Freeman Ransom aka Freeman Briley “F.B.” Ransom was an American lawyer, civil activist, and businessman living in Indianapolis, Indiana. Most notably, he was Madam C.J. Walker’s right hand man, and served as the attorney and general manager for the Madam C. J. Walker manufacturing company.
Ransom came to Indianapolis after attaining his law degree in 1910, graduating from Columbia University. He was born in Grenada, Mississippi. Prior to attending law school, Ransom studied both divinity and law, graduating from his undergraduate studies as a decorated valedictorian.
Outside of his work with the Walker Manufacturing Company, Ransom’s client list included the NAACP, State School for the Blind Trustee, and Bethel African Methodist Episcopal Church. He was also a City Councilman for the city of Indianapolis. He made such an impact on the city, and Madam Walker, that they named a district after him and his family: Ransom Place Historic District.

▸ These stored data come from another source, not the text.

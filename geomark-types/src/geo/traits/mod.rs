pub mod point;
pub mod projection;
/// Conversion between two coordinate spaces.
pub trait Projection {
    /// Point type of the source space.
    type InPoint;
    /// Point type of the target space.
    type OutPoint;

    /// Converts a point into the target space. Returns `None` if the point cannot be projected.
    fn project(&self, input: &Self::InPoint) -> Option<Self::OutPoint>;
    /// Converts a point back into the source space. Returns `None` if the point cannot be unprojected.
    fn unproject(&self, input: &Self::OutPoint) -> Option<Self::InPoint>;
}
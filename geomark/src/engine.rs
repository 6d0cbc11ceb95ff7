//! Interface of the map engine that renders the map and turns pointer gestures into events.
//!
//! The drawing core does not render anything and does not read raw input. A map engine (a GPU renderer, a web map
//! widget, a test double) implements [`MapEngine`]: it renders the tile and vector layers it is given, runs the
//! interactions the core attaches, and reports what the user did as [`MapEvent`]s in the engine's projected
//! coordinates.

use crate::error::GeomarkError;
use crate::shape::GeometryKind;
use crate::store::{Feature, FeatureId, FeatureUpdate};
use geomark_types::cartesian::Point2d;
use geomark_types::geo::impls::GeoPoint2d;
use geomark_types::geo::Crs;
use geomark_types::Geom;

/// Capabilities of a map engine used by the drawing core.
pub trait MapEngine {
    /// Crs of the engine's projected plane. Event coordinates are given in this crs.
    fn crs(&self) -> Crs;

    /// Sets the displayed area of the map.
    fn set_view(&mut self, view: &MapView);

    /// Renders the base raster tile layer.
    fn render_tile_layer(&mut self, layer: &TileLayer) -> Result<(), GeomarkError>;

    /// Renders (or re-renders) the vector layer with the drawn features.
    fn render_vector_layer(&mut self, layer: VectorLayer<'_>) -> Result<(), GeomarkError>;

    /// Starts an interaction and returns its handle.
    fn attach_interaction(&mut self, interaction: Interaction) -> InteractionHandle;

    /// Stops the interaction. Events of a detached interaction must not be reported anymore.
    fn detach_interaction(&mut self, handle: InteractionHandle);

    /// Returns the next event in the order the user produced them, or `None` if there are no pending events.
    fn poll_event(&mut self) -> Option<MapEvent>;
}

/// Displayed area of the map.
#[derive(Debug, Copy, Clone, PartialEq)]
pub struct MapView {
    /// Geographic center of the view.
    pub center: GeoPoint2d,
    /// Zoom level, where `0` shows the whole world in one tile.
    pub zoom: f64,
}

/// Raster tile layer description.
#[derive(Debug, Clone, PartialEq)]
pub struct TileLayer {
    /// Tile url template with `{z}`, `{x}` and `{y}` placeholders.
    pub url_template: String,
    /// Maximum zoom level the tile source provides.
    pub max_zoom: u32,
}

impl TileLayer {
    /// OpenStreetMap standard tile layer.
    pub fn osm() -> Self {
        Self {
            url_template: "https://tile.openstreetmap.org/{z}/{x}/{y}.png".to_string(),
            max_zoom: 19,
        }
    }
}

/// Vector layer contents given to the engine for rendering.
#[derive(Debug, Clone, Copy)]
pub struct VectorLayer<'a> {
    /// All features in drawing order.
    pub features: &'a [Feature],
    /// Features that changed since the previous render.
    pub updates: &'a [FeatureUpdate],
}

/// Live input handler run by the engine.
#[derive(Debug, Copy, Clone, PartialEq)]
pub enum Interaction {
    /// Converts pointer gestures into a new geometry of the given kind, reported with [`MapEvent::DrawEnd`].
    Draw {
        /// Kind of geometries to draw.
        kind: GeometryKind,
    },
    /// Lets the user drag vertices of existing features, reported with [`MapEvent::ModifyEnd`].
    Modify {
        /// Distance in pixels within which a vertex can be grabbed.
        pixel_tolerance: f64,
    },
    /// Aligns new and moved vertices to existing ones.
    Snap {
        /// Distance in pixels within which a vertex is snapped.
        pixel_tolerance: f64,
    },
}

/// Handle of an attached interaction. Handles are never reused by an engine.
#[derive(Debug, Copy, Clone, PartialEq, Eq, Hash)]
pub struct InteractionHandle(u64);

impl InteractionHandle {
    /// Creates a handle from an engine-specific id.
    pub fn new(id: u64) -> Self {
        Self(id)
    }

    /// Engine-specific id of the handle.
    pub fn id(&self) -> u64 {
        self.0
    }
}

/// Something the user did on the map.
#[derive(Debug, Clone, PartialEq)]
pub enum MapEvent {
    /// Pointer click.
    Click {
        /// Position of the click in the projected plane.
        position: Point2d,
        /// Feature under the pointer, `None` if the click was on the base map.
        hit_feature: Option<FeatureId>,
    },
    /// A draw interaction finished a geometry.
    DrawEnd {
        /// Interaction that produced the geometry.
        interaction: InteractionHandle,
        /// Finished geometry in the projected plane.
        geometry: Geom<Point2d>,
    },
    /// A modify interaction finished changing features.
    ModifyEnd {
        /// Interaction that changed the features.
        interaction: InteractionHandle,
        /// Changed features with their new geometries in the projected plane.
        features: Vec<(FeatureId, Geom<Point2d>)>,
    },
}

After Ransom’s death in 1947, his son Mike carried his father’s torch. Mike took his father’s place as general manager at the Walker Co., and served in the Indiana chapter of the NAACP where he led citywide segregation protests. Mike also went on to become the first African-American director of the Indianapolis Chamber of Commerce. Mike attributed his success to the influences and legacy that his father, Freeman Ransom left to him.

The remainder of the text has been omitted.